• **Data items**
::::::::::

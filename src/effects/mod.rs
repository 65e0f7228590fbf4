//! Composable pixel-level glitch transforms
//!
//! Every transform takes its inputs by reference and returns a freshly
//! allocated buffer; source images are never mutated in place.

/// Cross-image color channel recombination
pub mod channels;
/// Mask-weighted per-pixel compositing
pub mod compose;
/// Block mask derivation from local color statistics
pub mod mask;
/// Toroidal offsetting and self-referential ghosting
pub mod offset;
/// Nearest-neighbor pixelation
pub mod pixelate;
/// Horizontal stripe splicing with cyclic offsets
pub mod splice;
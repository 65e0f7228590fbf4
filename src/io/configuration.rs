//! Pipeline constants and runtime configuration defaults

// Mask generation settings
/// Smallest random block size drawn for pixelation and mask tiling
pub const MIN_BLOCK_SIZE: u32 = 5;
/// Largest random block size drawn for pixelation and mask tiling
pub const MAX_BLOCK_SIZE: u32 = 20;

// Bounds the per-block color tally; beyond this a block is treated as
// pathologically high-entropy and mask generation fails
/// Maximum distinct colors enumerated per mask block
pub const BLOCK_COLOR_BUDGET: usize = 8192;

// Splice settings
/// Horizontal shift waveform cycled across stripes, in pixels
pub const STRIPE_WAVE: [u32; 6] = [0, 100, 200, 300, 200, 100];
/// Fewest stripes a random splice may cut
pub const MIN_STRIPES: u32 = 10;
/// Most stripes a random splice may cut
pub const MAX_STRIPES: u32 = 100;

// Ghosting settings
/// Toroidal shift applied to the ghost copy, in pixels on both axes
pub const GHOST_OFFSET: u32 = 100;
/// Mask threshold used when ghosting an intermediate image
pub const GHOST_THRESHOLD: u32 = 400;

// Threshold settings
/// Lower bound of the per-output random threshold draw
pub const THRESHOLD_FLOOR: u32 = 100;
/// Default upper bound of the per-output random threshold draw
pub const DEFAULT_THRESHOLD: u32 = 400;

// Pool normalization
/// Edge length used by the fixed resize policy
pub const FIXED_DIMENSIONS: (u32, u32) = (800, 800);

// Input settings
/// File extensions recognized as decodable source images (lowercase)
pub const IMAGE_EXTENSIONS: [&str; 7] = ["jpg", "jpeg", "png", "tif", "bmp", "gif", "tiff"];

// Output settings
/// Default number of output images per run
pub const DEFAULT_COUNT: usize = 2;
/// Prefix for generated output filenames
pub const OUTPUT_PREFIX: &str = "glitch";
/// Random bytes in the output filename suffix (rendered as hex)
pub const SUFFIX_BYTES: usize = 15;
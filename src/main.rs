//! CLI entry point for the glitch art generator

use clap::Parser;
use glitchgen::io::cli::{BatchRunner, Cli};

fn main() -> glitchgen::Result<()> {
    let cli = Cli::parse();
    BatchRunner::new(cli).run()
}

::::::::::

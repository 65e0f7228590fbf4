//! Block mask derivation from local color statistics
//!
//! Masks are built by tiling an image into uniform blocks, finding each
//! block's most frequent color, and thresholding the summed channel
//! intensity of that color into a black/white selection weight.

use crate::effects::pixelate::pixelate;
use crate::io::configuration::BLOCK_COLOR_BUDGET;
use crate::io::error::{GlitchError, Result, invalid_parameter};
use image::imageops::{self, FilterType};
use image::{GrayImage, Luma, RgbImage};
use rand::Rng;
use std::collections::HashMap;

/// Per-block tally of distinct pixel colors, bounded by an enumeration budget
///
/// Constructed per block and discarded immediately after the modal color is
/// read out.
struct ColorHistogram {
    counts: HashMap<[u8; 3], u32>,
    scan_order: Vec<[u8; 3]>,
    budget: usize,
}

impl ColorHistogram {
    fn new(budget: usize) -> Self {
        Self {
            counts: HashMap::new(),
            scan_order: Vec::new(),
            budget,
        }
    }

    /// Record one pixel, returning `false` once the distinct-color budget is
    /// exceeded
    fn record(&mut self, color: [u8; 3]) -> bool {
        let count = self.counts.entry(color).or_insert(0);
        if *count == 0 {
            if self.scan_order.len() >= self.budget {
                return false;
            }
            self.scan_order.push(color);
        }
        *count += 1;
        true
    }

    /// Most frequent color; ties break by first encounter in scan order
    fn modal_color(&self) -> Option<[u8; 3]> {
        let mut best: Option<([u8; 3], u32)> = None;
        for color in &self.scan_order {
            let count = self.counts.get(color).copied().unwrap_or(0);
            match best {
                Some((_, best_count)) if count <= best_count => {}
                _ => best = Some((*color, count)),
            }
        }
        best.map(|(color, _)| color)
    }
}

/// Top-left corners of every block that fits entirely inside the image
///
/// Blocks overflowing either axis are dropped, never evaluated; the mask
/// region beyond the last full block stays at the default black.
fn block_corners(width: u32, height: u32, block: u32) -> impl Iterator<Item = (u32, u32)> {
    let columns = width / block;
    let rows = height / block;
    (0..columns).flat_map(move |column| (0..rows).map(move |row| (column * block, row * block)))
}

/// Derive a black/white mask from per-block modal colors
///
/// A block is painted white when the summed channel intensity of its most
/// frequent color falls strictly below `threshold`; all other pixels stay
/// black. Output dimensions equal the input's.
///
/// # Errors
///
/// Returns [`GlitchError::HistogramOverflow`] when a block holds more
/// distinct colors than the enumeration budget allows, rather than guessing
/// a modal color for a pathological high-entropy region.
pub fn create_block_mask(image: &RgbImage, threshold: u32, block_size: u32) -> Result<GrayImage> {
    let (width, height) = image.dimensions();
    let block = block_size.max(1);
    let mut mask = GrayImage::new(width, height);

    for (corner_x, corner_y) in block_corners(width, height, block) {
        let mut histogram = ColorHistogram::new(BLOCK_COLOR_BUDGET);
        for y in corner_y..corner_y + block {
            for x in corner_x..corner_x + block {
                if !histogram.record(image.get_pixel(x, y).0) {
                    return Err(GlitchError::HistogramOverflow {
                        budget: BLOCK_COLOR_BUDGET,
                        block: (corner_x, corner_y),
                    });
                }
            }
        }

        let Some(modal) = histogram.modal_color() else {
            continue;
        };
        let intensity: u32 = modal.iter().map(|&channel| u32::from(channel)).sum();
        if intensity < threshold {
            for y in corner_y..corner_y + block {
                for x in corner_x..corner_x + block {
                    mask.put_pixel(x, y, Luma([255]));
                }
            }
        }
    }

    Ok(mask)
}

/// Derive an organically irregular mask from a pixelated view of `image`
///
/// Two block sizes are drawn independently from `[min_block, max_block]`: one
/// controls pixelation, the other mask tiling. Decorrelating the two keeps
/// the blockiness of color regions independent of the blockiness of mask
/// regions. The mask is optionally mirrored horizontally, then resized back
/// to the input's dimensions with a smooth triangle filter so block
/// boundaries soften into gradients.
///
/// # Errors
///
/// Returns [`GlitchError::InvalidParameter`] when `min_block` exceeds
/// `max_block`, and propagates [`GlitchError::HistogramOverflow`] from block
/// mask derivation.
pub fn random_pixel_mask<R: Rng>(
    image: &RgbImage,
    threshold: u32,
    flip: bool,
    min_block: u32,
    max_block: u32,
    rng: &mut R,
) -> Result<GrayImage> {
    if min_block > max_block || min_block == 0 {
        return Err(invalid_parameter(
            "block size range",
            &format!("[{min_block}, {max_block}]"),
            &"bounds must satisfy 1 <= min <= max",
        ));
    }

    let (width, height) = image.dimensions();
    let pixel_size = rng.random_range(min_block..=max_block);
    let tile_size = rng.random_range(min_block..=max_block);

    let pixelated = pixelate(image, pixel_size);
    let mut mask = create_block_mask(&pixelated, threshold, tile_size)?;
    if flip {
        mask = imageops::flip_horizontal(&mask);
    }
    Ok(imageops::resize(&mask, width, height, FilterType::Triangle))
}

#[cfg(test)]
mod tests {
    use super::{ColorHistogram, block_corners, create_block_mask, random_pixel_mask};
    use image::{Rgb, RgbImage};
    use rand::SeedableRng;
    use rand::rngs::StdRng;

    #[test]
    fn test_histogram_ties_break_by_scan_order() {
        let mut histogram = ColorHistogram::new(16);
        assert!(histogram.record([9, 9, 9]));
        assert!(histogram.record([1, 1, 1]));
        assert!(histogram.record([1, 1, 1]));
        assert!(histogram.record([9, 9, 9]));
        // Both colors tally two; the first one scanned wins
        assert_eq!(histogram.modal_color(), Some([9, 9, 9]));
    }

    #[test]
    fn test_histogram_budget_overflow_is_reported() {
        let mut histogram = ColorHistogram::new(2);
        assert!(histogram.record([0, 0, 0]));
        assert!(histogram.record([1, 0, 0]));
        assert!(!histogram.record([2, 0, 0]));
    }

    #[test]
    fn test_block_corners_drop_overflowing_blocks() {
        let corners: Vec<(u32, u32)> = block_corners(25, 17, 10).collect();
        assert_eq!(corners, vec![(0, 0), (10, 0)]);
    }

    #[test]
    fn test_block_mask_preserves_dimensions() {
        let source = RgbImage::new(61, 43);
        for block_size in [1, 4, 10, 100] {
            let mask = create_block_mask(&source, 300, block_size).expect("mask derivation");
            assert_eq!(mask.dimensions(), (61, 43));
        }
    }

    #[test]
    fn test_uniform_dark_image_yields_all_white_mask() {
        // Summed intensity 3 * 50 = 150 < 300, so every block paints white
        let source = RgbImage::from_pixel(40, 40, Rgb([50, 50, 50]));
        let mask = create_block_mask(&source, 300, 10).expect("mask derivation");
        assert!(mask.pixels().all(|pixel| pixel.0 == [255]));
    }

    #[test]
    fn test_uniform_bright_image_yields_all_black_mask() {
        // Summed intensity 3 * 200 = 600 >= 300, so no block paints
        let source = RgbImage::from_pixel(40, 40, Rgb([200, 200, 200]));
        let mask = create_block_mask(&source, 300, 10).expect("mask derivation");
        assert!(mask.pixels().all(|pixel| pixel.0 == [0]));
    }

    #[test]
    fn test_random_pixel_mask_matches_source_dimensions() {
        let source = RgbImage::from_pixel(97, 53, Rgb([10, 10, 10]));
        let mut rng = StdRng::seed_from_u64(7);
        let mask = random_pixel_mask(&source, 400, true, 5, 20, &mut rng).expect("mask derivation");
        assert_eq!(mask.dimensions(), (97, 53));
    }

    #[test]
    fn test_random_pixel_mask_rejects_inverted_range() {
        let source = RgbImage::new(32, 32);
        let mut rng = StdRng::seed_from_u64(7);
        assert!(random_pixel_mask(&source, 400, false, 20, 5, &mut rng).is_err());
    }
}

::::::::::

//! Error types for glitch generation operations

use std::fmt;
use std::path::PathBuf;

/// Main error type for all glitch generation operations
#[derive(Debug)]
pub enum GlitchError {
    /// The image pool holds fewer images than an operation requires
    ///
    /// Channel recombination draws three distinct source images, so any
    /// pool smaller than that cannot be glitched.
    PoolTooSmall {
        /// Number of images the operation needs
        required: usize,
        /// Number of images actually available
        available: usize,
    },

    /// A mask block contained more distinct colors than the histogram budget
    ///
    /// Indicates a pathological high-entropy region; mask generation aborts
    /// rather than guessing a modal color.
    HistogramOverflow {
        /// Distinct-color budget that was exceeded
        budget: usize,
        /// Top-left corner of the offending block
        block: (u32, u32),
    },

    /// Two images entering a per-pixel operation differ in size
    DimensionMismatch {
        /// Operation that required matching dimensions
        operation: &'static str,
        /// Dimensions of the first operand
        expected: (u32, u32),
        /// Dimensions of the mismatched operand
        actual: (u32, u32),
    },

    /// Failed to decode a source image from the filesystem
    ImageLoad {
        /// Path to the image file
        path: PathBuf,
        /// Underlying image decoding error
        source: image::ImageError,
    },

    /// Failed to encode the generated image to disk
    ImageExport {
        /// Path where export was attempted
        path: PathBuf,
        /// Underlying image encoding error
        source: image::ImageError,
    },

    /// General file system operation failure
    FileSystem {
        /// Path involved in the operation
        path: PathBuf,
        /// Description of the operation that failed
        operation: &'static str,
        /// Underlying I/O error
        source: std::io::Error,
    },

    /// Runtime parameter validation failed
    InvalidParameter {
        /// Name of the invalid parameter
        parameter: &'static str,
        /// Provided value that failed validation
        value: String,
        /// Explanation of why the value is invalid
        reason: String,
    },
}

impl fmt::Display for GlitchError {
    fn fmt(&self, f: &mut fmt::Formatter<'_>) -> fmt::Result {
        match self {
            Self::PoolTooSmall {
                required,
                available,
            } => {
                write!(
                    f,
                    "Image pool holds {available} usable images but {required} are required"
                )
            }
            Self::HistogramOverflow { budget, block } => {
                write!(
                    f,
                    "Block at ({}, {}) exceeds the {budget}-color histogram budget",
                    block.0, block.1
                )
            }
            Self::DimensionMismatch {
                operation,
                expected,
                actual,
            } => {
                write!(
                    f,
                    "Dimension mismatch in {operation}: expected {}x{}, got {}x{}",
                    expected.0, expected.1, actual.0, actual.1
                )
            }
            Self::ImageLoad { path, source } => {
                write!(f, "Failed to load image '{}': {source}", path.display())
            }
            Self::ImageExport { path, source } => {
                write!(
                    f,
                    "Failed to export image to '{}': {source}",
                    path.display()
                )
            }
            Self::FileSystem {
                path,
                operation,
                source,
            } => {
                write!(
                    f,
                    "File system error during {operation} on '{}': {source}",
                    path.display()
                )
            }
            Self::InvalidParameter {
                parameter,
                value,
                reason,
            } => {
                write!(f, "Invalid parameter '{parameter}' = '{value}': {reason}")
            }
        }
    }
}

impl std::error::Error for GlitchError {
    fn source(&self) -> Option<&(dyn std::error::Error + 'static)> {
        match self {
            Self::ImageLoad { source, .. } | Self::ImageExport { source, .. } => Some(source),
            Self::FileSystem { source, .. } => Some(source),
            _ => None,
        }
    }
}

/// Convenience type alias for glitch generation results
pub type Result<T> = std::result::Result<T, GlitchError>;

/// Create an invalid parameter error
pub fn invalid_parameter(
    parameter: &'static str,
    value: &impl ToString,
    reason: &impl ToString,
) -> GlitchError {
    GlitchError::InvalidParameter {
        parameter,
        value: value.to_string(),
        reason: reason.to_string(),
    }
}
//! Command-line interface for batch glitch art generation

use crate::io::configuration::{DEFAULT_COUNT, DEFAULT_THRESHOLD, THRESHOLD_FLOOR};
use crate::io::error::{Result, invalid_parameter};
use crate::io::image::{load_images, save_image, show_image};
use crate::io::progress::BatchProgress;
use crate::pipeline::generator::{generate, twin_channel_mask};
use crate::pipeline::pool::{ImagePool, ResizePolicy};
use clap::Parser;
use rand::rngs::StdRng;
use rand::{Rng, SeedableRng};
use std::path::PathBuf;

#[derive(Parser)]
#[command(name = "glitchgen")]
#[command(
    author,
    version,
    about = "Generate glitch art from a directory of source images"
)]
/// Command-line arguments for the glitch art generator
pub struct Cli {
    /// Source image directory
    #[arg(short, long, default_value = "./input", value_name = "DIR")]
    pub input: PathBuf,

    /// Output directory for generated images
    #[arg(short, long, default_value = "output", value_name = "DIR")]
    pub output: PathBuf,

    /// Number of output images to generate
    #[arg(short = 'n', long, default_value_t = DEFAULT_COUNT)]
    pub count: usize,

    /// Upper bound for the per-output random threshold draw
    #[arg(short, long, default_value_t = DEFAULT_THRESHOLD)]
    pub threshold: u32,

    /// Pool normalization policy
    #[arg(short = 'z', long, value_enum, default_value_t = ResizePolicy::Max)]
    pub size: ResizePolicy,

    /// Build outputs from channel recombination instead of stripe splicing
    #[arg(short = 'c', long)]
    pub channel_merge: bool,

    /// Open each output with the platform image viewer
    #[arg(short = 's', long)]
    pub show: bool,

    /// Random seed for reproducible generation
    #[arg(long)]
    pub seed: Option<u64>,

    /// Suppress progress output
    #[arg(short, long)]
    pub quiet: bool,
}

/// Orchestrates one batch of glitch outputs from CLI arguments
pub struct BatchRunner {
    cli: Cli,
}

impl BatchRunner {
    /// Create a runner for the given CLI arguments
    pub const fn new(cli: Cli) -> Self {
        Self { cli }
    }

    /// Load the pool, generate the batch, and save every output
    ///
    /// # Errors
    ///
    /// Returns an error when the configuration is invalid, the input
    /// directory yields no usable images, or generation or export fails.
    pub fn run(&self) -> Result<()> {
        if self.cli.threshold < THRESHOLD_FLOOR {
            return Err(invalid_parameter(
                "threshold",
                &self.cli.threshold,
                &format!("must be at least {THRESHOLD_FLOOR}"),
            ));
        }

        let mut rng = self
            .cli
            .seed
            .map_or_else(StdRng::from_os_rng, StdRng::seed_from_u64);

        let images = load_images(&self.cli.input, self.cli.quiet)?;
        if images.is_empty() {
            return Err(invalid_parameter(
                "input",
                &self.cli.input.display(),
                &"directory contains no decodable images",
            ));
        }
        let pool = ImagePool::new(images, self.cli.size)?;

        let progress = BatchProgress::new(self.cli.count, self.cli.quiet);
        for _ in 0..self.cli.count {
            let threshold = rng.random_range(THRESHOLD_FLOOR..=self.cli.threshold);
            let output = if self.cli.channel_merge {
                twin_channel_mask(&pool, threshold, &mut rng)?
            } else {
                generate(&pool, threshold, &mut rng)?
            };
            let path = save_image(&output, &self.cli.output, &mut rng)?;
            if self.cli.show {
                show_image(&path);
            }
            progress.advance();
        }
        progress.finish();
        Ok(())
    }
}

::::::::::

• **TASK DETAILS**
In the records, locate each line holding the string "arguments" and copy it.

• **COMPLETED EXERCISE**
/// Command-line arguments for the glitch art generator
/// Orchestrates one batch of glitch outputs from CLI arguments
    /// Create a runner for the given CLI arguments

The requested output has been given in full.